//! Reply payloads produced by registry handlers
//!
//! Lookups report "not found" in-band with a `status` field instead of
//! failing the transport, so a missing skill is distinguishable from a
//! broken connection on the client side.

use std::collections::BTreeMap;

use serde::{Deserialize, Serialize};
use serde_json::Value;

use crate::skill::SkillVersion;

pub const STATUS_SUCCESS: &str = "success";
pub const STATUS_ERROR: &str = "error";

/// Reply to `Search`
#[derive(Debug, Clone, Serialize, Deserialize)]
pub struct SearchReply {
    pub results: Vec<SkillVersion>,
    pub total: u64,
    pub query: String,
}

/// Page descriptor attached to `List` replies
#[derive(Debug, Clone, PartialEq, Eq, Serialize, Deserialize)]
#[serde(rename_all = "camelCase")]
pub struct Pagination {
    pub total: u64,
    pub limit: u64,
    pub offset: u64,
    pub returned: u64,
    pub has_next_page: bool,
    pub has_prev_page: bool,
}

/// Reply to `List`
#[derive(Debug, Clone, Serialize, Deserialize)]
pub struct ListReply {
    pub skills: Vec<SkillVersion>,
    pub pagination: Pagination,
}

/// Reply to `Get`
#[derive(Debug, Clone, Serialize, Deserialize)]
pub struct SkillReply {
    #[serde(default, skip_serializing_if = "Option::is_none")]
    pub skill: Option<SkillVersion>,
    pub status: String,
    #[serde(default, skip_serializing_if = "Option::is_none")]
    pub error: Option<String>,
}

impl SkillReply {
    pub fn found(skill: SkillVersion) -> Self {
        Self {
            skill: Some(skill),
            status: STATUS_SUCCESS.to_string(),
            error: None,
        }
    }

    pub fn not_found() -> Self {
        Self {
            skill: None,
            status: STATUS_ERROR.to_string(),
            error: Some("Skill not found".to_string()),
        }
    }
}

/// Reply to `Get-Versions`, history ordered newest-first
#[derive(Debug, Clone, Serialize, Deserialize)]
pub struct VersionHistoryReply {
    pub versions: Vec<SkillVersion>,
    #[serde(default, skip_serializing_if = "Option::is_none")]
    pub latest: Option<String>,
    pub total: u64,
    pub status: String,
    #[serde(default, skip_serializing_if = "Option::is_none")]
    pub error: Option<String>,
}

impl VersionHistoryReply {
    pub fn found(versions: Vec<SkillVersion>, latest: String) -> Self {
        let total = versions.len() as u64;
        Self {
            versions,
            latest: Some(latest),
            total,
            status: STATUS_SUCCESS.to_string(),
            error: None,
        }
    }

    pub fn not_found() -> Self {
        Self {
            versions: Vec::new(),
            latest: None,
            total: 0,
            status: STATUS_ERROR.to_string(),
            error: Some("Skill not found".to_string()),
        }
    }
}

/// Acknowledgment for write actions
#[derive(Debug, Clone, Serialize, Deserialize)]
pub struct AckReply {
    pub status: String,
    pub action: String,
}

impl AckReply {
    pub fn new(action: impl Into<String>) -> Self {
        Self {
            status: STATUS_SUCCESS.to_string(),
            action: action.into(),
        }
    }
}

/// In-band handler failure, e.g. a missing required parameter
#[derive(Debug, Clone, Serialize, Deserialize)]
pub struct ErrorReply {
    pub status: String,
    pub error: String,
}

impl ErrorReply {
    pub fn new(error: impl Into<String>) -> Self {
        Self {
            status: STATUS_ERROR.to_string(),
            error: error.into(),
        }
    }
}

/// Identity block inside an `Info` reply
#[derive(Debug, Clone, Serialize, Deserialize)]
#[serde(rename_all = "camelCase")]
pub struct ProcessInfo {
    pub name: String,
    pub version: String,
    pub protocol_version: String,
    pub capabilities: Vec<String>,
    /// Input schema per handler, keyed by action name
    pub message_schemas: BTreeMap<String, Value>,
}

/// Reply to `Info`
#[derive(Debug, Clone, Serialize, Deserialize)]
pub struct InfoReply {
    pub process: ProcessInfo,
    pub handlers: Vec<String>,
}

» To do: All lines in the data that contain the word "Some" should be copied.

» Answer section:
            skill: Some(skill),
            error: Some("Skill not found".to_string()),
            latest: Some(latest),
            error: Some("Skill not found".to_string()),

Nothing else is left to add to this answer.